With the introduction of metagenomic analyses of commensal microbiomes, and increasing attention to the importance of bacterial colonization for neonatal gut health and lifetime well-being, we can expect that genomic technologies will continue to contribute to advancing the science of infant formulation.
References
1. Shanahan F (2002). The host-microbe interface within the gut. Best Pract Res Clin Gastroenterol 16: 915-931.
2. Penders J, Thijs C, Vink C, Stelma FF, Snijders B, et al (2006). Factors influencing the composition of the intestinal microbiota in early infancy.
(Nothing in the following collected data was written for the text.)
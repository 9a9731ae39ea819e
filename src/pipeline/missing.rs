use crate::{
    data::Cell,
    pipeline::{
        ACCOUNT_ID, AD_NAME, Advisory, AdvisoryKind, CAMPAIGN_ID, CAMPAIGN_NAME, CLICKS, DATE,
        Frame, IMPRESSIONS, OBJECTIVE, PURCHASES, REVENUE, SPEND, Staged, UNKNOWN_LABEL,
    },
};

const ZERO_FILLED: &[&str] = &[SPEND, IMPRESSIONS, CLICKS, PURCHASES, REVENUE];

/// Rows lacking any of these (when the column exists) are dropped.
const REQUIRED_KEYS: &[&str] = &[ACCOUNT_ID, CAMPAIGN_ID, DATE];

const LABEL_COLUMNS: &[&str] = &[AD_NAME, CAMPAIGN_NAME, OBJECTIVE];

pub fn handle_missing(mut frame: Frame) -> Staged<Frame> {
    let mut advisories = Vec::new();

    let mut filled = 0usize;
    let metric_indices = indices(&frame, ZERO_FILLED);
    for row in frame.rows_mut() {
        for &idx in &metric_indices {
            if row.cells[idx].is_null() {
                row.cells[idx] = Cell::Number(0.0);
                filled += 1;
            }
        }
    }
    if filled > 0 {
        advisories.push(Advisory::new(
            AdvisoryKind::MetricsZeroFilled,
            filled,
            format!("Filled {filled} missing metric value(s) with 0"),
        ));
    }

    let key_indices = indices(&frame, REQUIRED_KEYS);
    let before = frame.len();
    frame.retain_rows(|row| key_indices.iter().all(|&idx| !row.cells[idx].is_null()));
    let dropped = before - frame.len();
    if dropped > 0 {
        advisories.push(Advisory::new(
            AdvisoryKind::RowsDropped,
            dropped,
            format!("Dropped {dropped} row(s) missing an account, campaign or date"),
        ));
    }

    let label_indices = indices(&frame, LABEL_COLUMNS);
    let mut defaulted = 0usize;
    for row in frame.rows_mut() {
        for &idx in &label_indices {
            if row.cells[idx].is_null() {
                row.cells[idx] = Cell::Text(UNKNOWN_LABEL.to_string());
                defaulted += 1;
            }
        }
    }
    if defaulted > 0 {
        advisories.push(Advisory::new(
            AdvisoryKind::LabelsDefaulted,
            defaulted,
            format!("Labelled {defaulted} missing name/objective value(s) as '{UNKNOWN_LABEL}'"),
        ));
    }

    Staged::new(frame, advisories)
}

fn indices(frame: &Frame, columns: &[&str]) -> Vec<usize> {
    columns
        .iter()
        .filter_map(|column| frame.column_index(column))
        .collect()
}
Pediatrics 118: 511-521.
3. Yatsunenko T, Rey FE, Manary MJ, Trehan I, Dominguez-Bello MG, et al (2012). Human gut microbiome viewed across age and geography. Nature 486: 222-227.
4. Wallace TC, Guarner F, Madsen K, Cabana MD, Gibson G, et al (2011). Human gut microbiota and its relationship to health and disease. Nutr Rev 69: 392-403.
5. Lathrop SK, Bloom SM, Rao SM, Nutsch K, Lio CW, et al (2011). Peripheral education of the immune system by colonic commensal microbiota. Nature 478: 250-254.
6. Gomez-Gallego C, Collado MC, Perez G, Ilo T, Jaakkola UM, et al (2014). Resembling breast milk: influence of polyamine-supplemented formula on neonatal BALB/cOlaHsd mouse microbiota. Br J Nutr 111: 1050-1058.